In Crossroads, we recognized that "an unprofitable lease should not be used to determine value for property tax purposes. Rather, the fair rental value should be used." 286 Minn. at 447, 176 N.W.2d at 535. In that case, the owner of a retail store occupied by a Sears department store challenged the county assessor's estimation of market value for real estate tax purposes. Sears had a 25-year lease and paid rent equal to 2.5% of its net retail sales. Id. at 446, 176 N.W.2d at 535. Like the J.C. Penney store in this case, the Sears store's yearly rent fell below market rates for similar stores. The owner claimed that the unprofitable lease decreased the fair market value of the property. This court rejected that argument, and upheld the tax court's adoption of the assessor's higher figures. Id. at 448, 176 N.W.2d at 536. See In re McCannel, 301 N.W.2d 910, 923 (Minn. 1980) (income approach requires estimation of "the income the property will produce or could produce in its present condition, and possibly the income that it would produce if changed"). See also Jennifer J.S. Brooks & Ronald J. Schultz, Market Theory: An Approach to Real Estate Property Valuation for State and Local Tax Purposes, 45 Tax Law. 339, 376 (Winter 1992) (majority of states use market rents to calculate value of income-producing property).
We see no reason to depart from our holdings in Crossroads and McCannel. The tax court's determination that J.C. Penney was paying below-market rent is a fact question, which this court will not disturb "where the evidence, as a whole, supports the decision." Manthey v. Commissioner of Revenue, 468 N.W.2d 548, 550 (Minn.1991). In this case, both TMG's expert and the county assessor agreed that J.C. Penney was paying below-market rent on a long-term lease. Therefore, the county assessor used the higher rent paid by another anchor store in the same mall to estimate the market rate. The tax court adopted the county's assessment of $740,600, noting that K-Mart entered into its lease more recently than J.C. Penney, in 1992. In light of established case law and the evidence supporting the county's appraisal, we find that the tax court's decision was not an abuse of discretion.IV.

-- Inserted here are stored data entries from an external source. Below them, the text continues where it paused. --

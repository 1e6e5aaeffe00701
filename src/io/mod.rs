//! Snapshot documents in, save payloads out.

mod format;
mod input;
mod output;

pub use format::DocumentFormat;
pub use input::{field_map_from_value, load_field_map, parse_document_str};
pub use output::{
    OutputDestination, OutputOptions, PayloadEncoding, emit_signal, signal_to_value,
};
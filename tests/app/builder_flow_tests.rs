use std::sync::Mutex;
use std::time::{Duration, Instant};

use async_trait::async_trait;
use formdeck::app::{
    AddQuestionControl, BuilderError, PersistenceError, TEMPLATE_FAILED_LABEL, TemplateError,
};
use formdeck::catalog::{CatalogError, Connection, SavedQuery};
use formdeck::prelude::*;
use indexmap::IndexMap;

const WINDOW: Duration = Duration::from_millis(400);

const SKELETON: &str = r#"{
    "campo_set-__prefix__-id": "",
    "campo_set-__prefix__-ordem": "0",
    "campo_set-__prefix__-tipo": "texto_curto",
    "campo_set-__prefix__-rotulo": "Nova pergunta"
}"#;

fn fields(pairs: &[(&str, &str)]) -> IndexMap<String, String> {
    pairs
        .iter()
        .map(|(name, value)| (name.to_string(), value.to_string()))
        .collect()
}

fn three_card_form() -> IndexMap<String, String> {
    fields(&[
        ("titulo", "Pesquisa de clima"),
        ("descricao", ""),
        ("campo_set-TOTAL_FORMS", "3"),
        ("campo_set-INITIAL_FORMS", "3"),
        ("campo_set-0-id", "11"),
        ("campo_set-0-tipo", "texto_curto"),
        ("campo_set-0-rotulo", "Nome"),
        ("campo_set-1-id", "12"),
        ("campo_set-1-tipo", "multipla"),
        ("campo_set-1-rotulo", "Humor"),
        ("campo_set-1-opcoes_json", r#"["Bom","Ruim"]"#),
        ("campo_set-2-id", "13"),
        ("campo_set-2-tipo", "data"),
        ("campo_set-2-rotulo", "Nascimento"),
    ])
}

fn builder(form: &IndexMap<String, String>) -> FormBuilder {
    FormBuilder::from_fields(BuilderOptions::default().with_debounce(WINDOW), form)
}

fn orders(builder: &FormBuilder) -> Vec<usize> {
    builder.cards().cards().iter().map(|card| card.order()).collect()
}

fn assert_renumbered(builder: &mut FormBuilder) {
    let count = builder.cards().len();
    assert_eq!(orders(builder), (1..=count).collect::<Vec<_>>());
    let signal = builder.save_now();
    let expected = count.to_string();
    assert_eq!(signal.field("campo_set-TOTAL_FORMS"), Some(expected.as_str()));
    for index in 0..count {
        let key = format!("campo_set-{index}-ordem");
        let order = (index + 1).to_string();
        assert_eq!(signal.field(&key), Some(order.as_str()));
    }
}

struct StaticTemplate(Result<&'static str, u16>);

#[async_trait]
impl TemplateSource for StaticTemplate {
    async fn fetch_skeleton(&self) -> Result<String, TemplateError> {
        self.0
            .map(str::to_string)
            .map_err(TemplateError::Status)
    }
}

struct FakeCatalog;

#[async_trait]
impl CatalogSource for FakeCatalog {
    async fn connections(&self) -> Result<Vec<Connection>, CatalogError> {
        Ok(vec![
            Connection {
                id: 1,
                name: "ERP".into(),
                engine: "postgres".into(),
            },
            Connection {
                id: 2,
                name: "CRM".into(),
                engine: "mysql".into(),
            },
        ])
    }

    async fn queries(&self, connection: Option<i64>) -> Result<Vec<SavedQuery>, CatalogError> {
        let all = vec![
            SavedQuery {
                id: 5,
                name: "Clientes".into(),
                connection_id: 2,
                connection_name: "CRM".into(),
            },
            SavedQuery {
                id: 6,
                name: "Produtos".into(),
                connection_id: 1,
                connection_name: "ERP".into(),
            },
        ];
        Ok(all
            .into_iter()
            .filter(|query| connection.is_none_or(|id| query.connection_id == id))
            .collect())
    }

    async fn columns(&self, query: i64) -> Result<Vec<String>, CatalogError> {
        match query {
            5 => Ok(vec!["ID".into(), "NOME".into()]),
            _ => Err(CatalogError::Status(500)),
        }
    }
}

struct RecordingPersistence {
    outcome: SaveOutcome,
    seen: Mutex<Vec<u64>>,
}

impl RecordingPersistence {
    fn new(outcome: SaveOutcome) -> Self {
        Self {
            outcome,
            seen: Mutex::new(Vec::new()),
        }
    }
}

#[async_trait]
impl Persistence for RecordingPersistence {
    async fn save(&self, signal: &SaveSignal) -> Result<SaveOutcome, PersistenceError> {
        self.seen.lock().unwrap().push(signal.sequence);
        Ok(self.outcome.clone())
    }
}

struct OfflinePersistence;

#[async_trait]
impl Persistence for OfflinePersistence {
    async fn save(&self, _signal: &SaveSignal) -> Result<SaveOutcome, PersistenceError> {
        Err(PersistenceError::Transport("connection refused".into()))
    }
}

#[test]
fn removing_the_middle_card_renumbers_the_rest() {
    let mut builder = builder(&three_card_form());
    let ids = builder.cards().card_ids();
    let now = Instant::now();

    builder
        .dispatch(BuilderCommand::RemoveCard { card: ids[1] }, now)
        .unwrap();

    assert_eq!(orders(&builder), vec![1, 2]);
    assert_eq!(builder.cards().total_forms(), 2);
    let signal = builder.tick(now).expect("removal saves right away");
    assert_eq!(signal.field("campo_set-TOTAL_FORMS"), Some("2"));
    assert_eq!(signal.field("campo_set-1-rotulo"), Some("Nascimento"));
    assert!(!signal.has_field("campo_set-2-rotulo"));
}

#[test]
fn rapid_edits_coalesce_into_one_save() {
    let mut builder = builder(&three_card_form());
    let card = builder.cards().card_ids()[0];
    let start = Instant::now();
    let mut now = start;
    let mut signals = Vec::new();

    for step in 1..=5 {
        now = start + Duration::from_millis(step * 60);
        builder
            .dispatch(
                BuilderCommand::Card {
                    card,
                    event: CardEvent::LabelEdited {
                        text: format!("Nome v{step}"),
                    },
                },
                now,
            )
            .unwrap();
        signals.extend(builder.tick(now));
    }
    signals.extend(builder.tick(now + WINDOW - Duration::from_millis(1)));
    assert!(signals.is_empty());

    signals.extend(builder.tick(now + WINDOW));
    signals.extend(builder.tick(now + WINDOW * 3));
    assert_eq!(signals.len(), 1);
    assert_eq!(signals[0].field("campo_set-0-rotulo"), Some("Nome v5"));
}

#[test]
fn immediate_change_absorbs_a_pending_debounce() {
    let mut builder = builder(&three_card_form());
    let now = Instant::now();
    builder
        .dispatch(
            BuilderCommand::HeaderEdited {
                name: "titulo".into(),
                value: "Clima 2026".into(),
            },
            now,
        )
        .unwrap();
    builder
        .dispatch(BuilderCommand::AcceptingToggled { on: true }, now)
        .unwrap();

    let signal = builder.tick(now).expect("toggle saves right away");
    assert_eq!(signal.field("titulo"), Some("Clima 2026"));
    assert_eq!(signal.field("aceita_respostas"), Some("on"));
    assert!(builder.tick(now + WINDOW).is_none());
}

#[tokio::test]
async fn order_stays_a_permutation_through_add_remove_and_reorder() {
    let mut builder = builder(&three_card_form());
    builder.load_template(&StaticTemplate(Ok(SKELETON))).await;
    let now = Instant::now();
    assert_renumbered(&mut builder);

    builder.dispatch(BuilderCommand::AddCard, now).unwrap();
    builder.dispatch(BuilderCommand::AddCard, now).unwrap();
    assert_eq!(builder.cards().len(), 5);
    assert_renumbered(&mut builder);

    let first = builder.cards().card_ids()[0];
    builder
        .dispatch(BuilderCommand::RemoveCard { card: first }, now)
        .unwrap();
    assert_renumbered(&mut builder);

    let moved = builder.cards().card_ids()[3];
    builder
        .dispatch(BuilderCommand::ReorderEnded { from: 3, to: 0 }, now)
        .unwrap();
    assert_eq!(builder.cards().card_ids()[0], moved);
    assert_renumbered(&mut builder);
}

#[tokio::test]
async fn failed_template_disables_add_question() {
    let mut builder = builder(&three_card_form());
    builder.load_template(&StaticTemplate(Err(502))).await;
    assert_eq!(builder.add_question(), &AddQuestionControl::Failed);
    assert_eq!(builder.add_question().label(), TEMPLATE_FAILED_LABEL);

    // A later successful fetch is ignored.
    builder.load_template(&StaticTemplate(Ok(SKELETON))).await;
    let err = builder
        .dispatch(BuilderCommand::AddCard, Instant::now())
        .unwrap_err();
    assert!(matches!(err, BuilderError::TemplateUnavailable));
    assert_eq!(builder.cards().len(), 3);
}

#[tokio::test]
async fn catalog_restoration_fills_the_connection_from_the_query() {
    let form = fields(&[
        ("campo_set-TOTAL_FORMS", "1"),
        ("campo_set-INITIAL_FORMS", "1"),
        ("campo_set-0-id", "21"),
        ("campo_set-0-tipo", "lista"),
        ("campo_set-0-rotulo", "Cliente"),
        ("campo_set-0-origem_opcoes", "sqlhub"),
        (
            "campo_set-0-sqlhub_json",
            r#"{"connection_id":null,"query_id":5,"value_field":"ID","label_field":"APAGADA"}"#,
        ),
    ]);
    let mut builder = builder(&form);
    assert!(builder.pending_loads() > 0);

    let performed = builder.drain_loads(&FakeCatalog).await;
    assert_eq!(performed, 3);
    assert_eq!(builder.pending_loads(), 0);

    let card = &builder.cards().cards()[0];
    let selection = card.external_selection();
    assert_eq!(selection.query_id, Some(5));
    assert_eq!(selection.connection_id, Some(2));
    assert_eq!(selection.value_field.as_deref(), Some("ID"));
    assert_eq!(selection.label_field, None);
    assert_eq!(card.cascade().columns().items().len(), 2);
    assert!(card.has_problems());
}

#[tokio::test]
async fn failed_column_lookup_keeps_the_card_editable() {
    let form = fields(&[
        ("campo_set-TOTAL_FORMS", "1"),
        ("campo_set-0-tipo", "lista"),
        ("campo_set-0-rotulo", "Produto"),
        ("campo_set-0-origem_opcoes", "sqlhub"),
    ]);
    let mut builder = builder(&form);
    builder.drain_loads(&FakeCatalog).await;
    let card = builder.cards().card_ids()[0];

    builder
        .dispatch(
            BuilderCommand::Card {
                card,
                event: CardEvent::ExternalStageChanged {
                    selection: StageSelection::Query { id: Some(6) },
                },
            },
            Instant::now(),
        )
        .unwrap();
    builder.drain_loads(&FakeCatalog).await;

    let state = builder.cards().card(card).unwrap();
    assert!(state.cascade().columns().is_failed());
    assert_eq!(state.external_selection().query_id, Some(6));
    assert_eq!(state.external_selection().connection_id, Some(1));
    assert!(builder.is_save_pending());
}

#[tokio::test]
async fn accepted_save_assigns_ids_to_new_cards() {
    let mut builder = builder(&three_card_form());
    builder.load_template(&StaticTemplate(Ok(SKELETON))).await;
    builder
        .dispatch(BuilderCommand::AddCard, Instant::now())
        .unwrap();
    let added: CardId = builder.cards().card_ids()[3];
    assert_eq!(builder.cards().initial_forms(), 3);

    let signal = builder.save_now();
    assert_eq!(signal.field("campo_set-3-id"), Some(""));
    let persistence = RecordingPersistence::new(SaveOutcome::Saved {
        assigned_ids: [("campo_set-3".to_string(), 44)].into_iter().collect(),
    });
    builder.submit(&persistence, signal).await.unwrap();

    assert_eq!(*persistence.seen.lock().unwrap(), vec![1]);
    assert_eq!(builder.cards().card(added).unwrap().record_id(), "44");
    assert_eq!(builder.cards().initial_forms(), 4);

    let next = builder.save_now();
    assert_eq!(next.field("campo_set-3-id"), Some("44"));
    assert_eq!(next.field("campo_set-INITIAL_FORMS"), Some("4"));
}

#[tokio::test]
async fn rejected_and_failed_saves_leave_the_counters_alone() {
    let mut builder = builder(&three_card_form());
    let rejected = RecordingPersistence::new(SaveOutcome::Rejected {
        status: 400,
        body: "<ul class=\"errorlist\"></ul>".into(),
    });
    let signal = builder.save_now();
    let outcome = builder.submit(&rejected, signal).await.unwrap();
    assert!(matches!(outcome, SaveOutcome::Rejected { status: 400, .. }));
    assert!(builder.status().message().contains("400"));

    let signal = builder.save_now();
    assert!(builder.submit(&OfflinePersistence, signal).await.is_err());
    assert!(builder.status().message().contains("connection refused"));
    assert_eq!(builder.cards().initial_forms(), 3);
}

#[tokio::test]
async fn restored_query_missing_from_catalog_drops_its_columns() {
    let form = fields(&[
        ("campo_set-TOTAL_FORMS", "1"),
        ("campo_set-0-id", "22"),
        ("campo_set-0-tipo", "lista"),
        ("campo_set-0-rotulo", "Cliente"),
        ("campo_set-0-origem_opcoes", "sqlhub"),
        (
            "campo_set-0-sqlhub_json",
            r#"{"connection_id":1,"query_id":5,"value_field":"ID","label_field":"NOME"}"#,
        ),
    ]);
    let mut builder = builder(&form);
    builder.drain_loads(&FakeCatalog).await;

    let signal = builder.save_now();
    assert_eq!(
        signal.field("campo_set-0-sqlhub_json"),
        Some(r#"{"connection_id":1,"query_id":null,"value_field":null,"label_field":null}"#)
    );
}
use crate::domain::{FieldKind, OptionsSource, QuestionType};

/// Which configuration panels of a card are shown.
///
/// Panels are resolved independently from `(type, optionsSource)`; the
/// structured hidden slots follow the panel that governs them, so at most one
/// slot is ever active.
#[derive(Debug, Clone, Copy, PartialEq, Eq, Default)]
pub struct PanelVisibility {
    pub origin: bool,
    pub external_catalog: bool,
    pub options: bool,
    pub upload_config: bool,
}

impl PanelVisibility {
    pub fn resolve(question_type: Option<QuestionType>, source: OptionsSource) -> Self {
        let is_list = question_type == Some(QuestionType::List);
        let external = source == OptionsSource::ExternalCatalog;
        Self {
            origin: is_list,
            external_catalog: is_list && external,
            options: matches!(
                question_type,
                Some(QuestionType::MultipleChoice | QuestionType::CheckboxGroup)
            ) || (is_list && !external),
            upload_config: question_type == Some(QuestionType::FileUpload),
        }
    }

    /// The structured slot eligible for submission, if any.
    pub fn active_slot(&self) -> Option<FieldKind> {
        if self.options {
            Some(FieldKind::Options)
        } else if self.upload_config {
            Some(FieldKind::UploadConstraints)
        } else if self.external_catalog {
            Some(FieldKind::ExternalSource)
        } else {
            None
        }
    }

    pub fn is_active(&self, slot: FieldKind) -> bool {
        match slot {
            FieldKind::Options => self.options,
            FieldKind::UploadConstraints => self.upload_config,
            FieldKind::ExternalSource => self.external_catalog,
        }
    }
}
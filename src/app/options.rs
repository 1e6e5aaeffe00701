use std::time::Duration;

use crate::catalog::CatalogEndpoints;
use crate::domain::default_category_names;
use crate::form::DEFAULT_PREFIX;

pub const DEFAULT_PLACEHOLDER_TOKEN: &str = "__prefix__";

#[derive(Debug, Clone)]
pub struct BuilderOptions {
    /// Quiet period after the last incremental edit before a save fires.
    pub debounce: Duration,
    pub prefix: String,
    /// Token in the new-card skeleton replaced by the card's index.
    pub placeholder_token: String,
    pub upload_categories: Vec<String>,
    pub catalog: CatalogEndpoints,
    pub template_url: String,
    pub save_url: String,
}

impl Default for BuilderOptions {
    fn default() -> Self {
        Self {
            debounce: Duration::from_millis(400),
            prefix: DEFAULT_PREFIX.to_string(),
            placeholder_token: DEFAULT_PLACEHOLDER_TOKEN.to_string(),
            upload_categories: default_category_names(),
            catalog: CatalogEndpoints::default(),
            template_url: "http://localhost:8000/formularios/api/campo-vazio/".to_string(),
            save_url: "http://localhost:8000/formularios/1/builder/".to_string(),
        }
    }
}

impl BuilderOptions {
    pub fn with_debounce(mut self, debounce: Duration) -> Self {
        self.debounce = debounce;
        self
    }

    pub fn with_prefix(mut self, prefix: impl Into<String>) -> Self {
        self.prefix = prefix.into();
        self
    }

    pub fn with_placeholder_token(mut self, token: impl Into<String>) -> Self {
        self.placeholder_token = token.into();
        self
    }

    pub fn with_upload_categories<I, S>(mut self, categories: I) -> Self
    where
        I: IntoIterator<Item = S>,
        S: Into<String>,
    {
        self.upload_categories = categories.into_iter().map(Into::into).collect();
        self
    }

    pub fn with_catalog(mut self, catalog: CatalogEndpoints) -> Self {
        self.catalog = catalog;
        self
    }

    pub fn with_catalog_base(mut self, base_url: impl Into<String>) -> Self {
        self.catalog.base_url = base_url.into();
        self
    }

    pub fn with_template_url(mut self, url: impl Into<String>) -> Self {
        self.template_url = url.into();
        self
    }

    pub fn with_save_url(mut self, url: impl Into<String>) -> Self {
        self.save_url = url.into();
        self
    }
}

TMG's final assertion is that the tax court should have adopted its $415,000 valuation because the Goodhue County District Court allegedly considered that figure the correct value of the property during the foreclosure proceedings. This argument is without merit. The district court that confirmed TMG's $156,000 bid at the foreclosure sale did not state that TMG's appraisal was the true market value of the property. The court instead found that the bid "does not by itself suggest any lack of good faith" and was not "unconscionably low."
More to the point, the tax court is required by statute to "hear, consider, and determine without a jury every appeal de novo." Minn.Stat. § 271.06, subd. 6 (1994). See Red Owl Stores, Inc. v. Commissioner of Tax., 264 Minn. 1, 5, 117 N.W.2d 401, 405 (Minn.1962) (appeals from order of commissioner of revenue are to be tried de novo). Furthermore, tax assessors are required to value all property at its market value. Minn. Stat. § 273.11, subd. 1 (1994). Market value is expressly defined as the price "which could be obtained at a private sale or an auction sale * * *. The price obtained at a forced sale shall not be considered." Minn.Stat. § 272.03, subd. 8 (1994) (emphasis added). Therefore, the tax court correctly rejected TMG's valuation of the property from the foreclosure sale appraisal.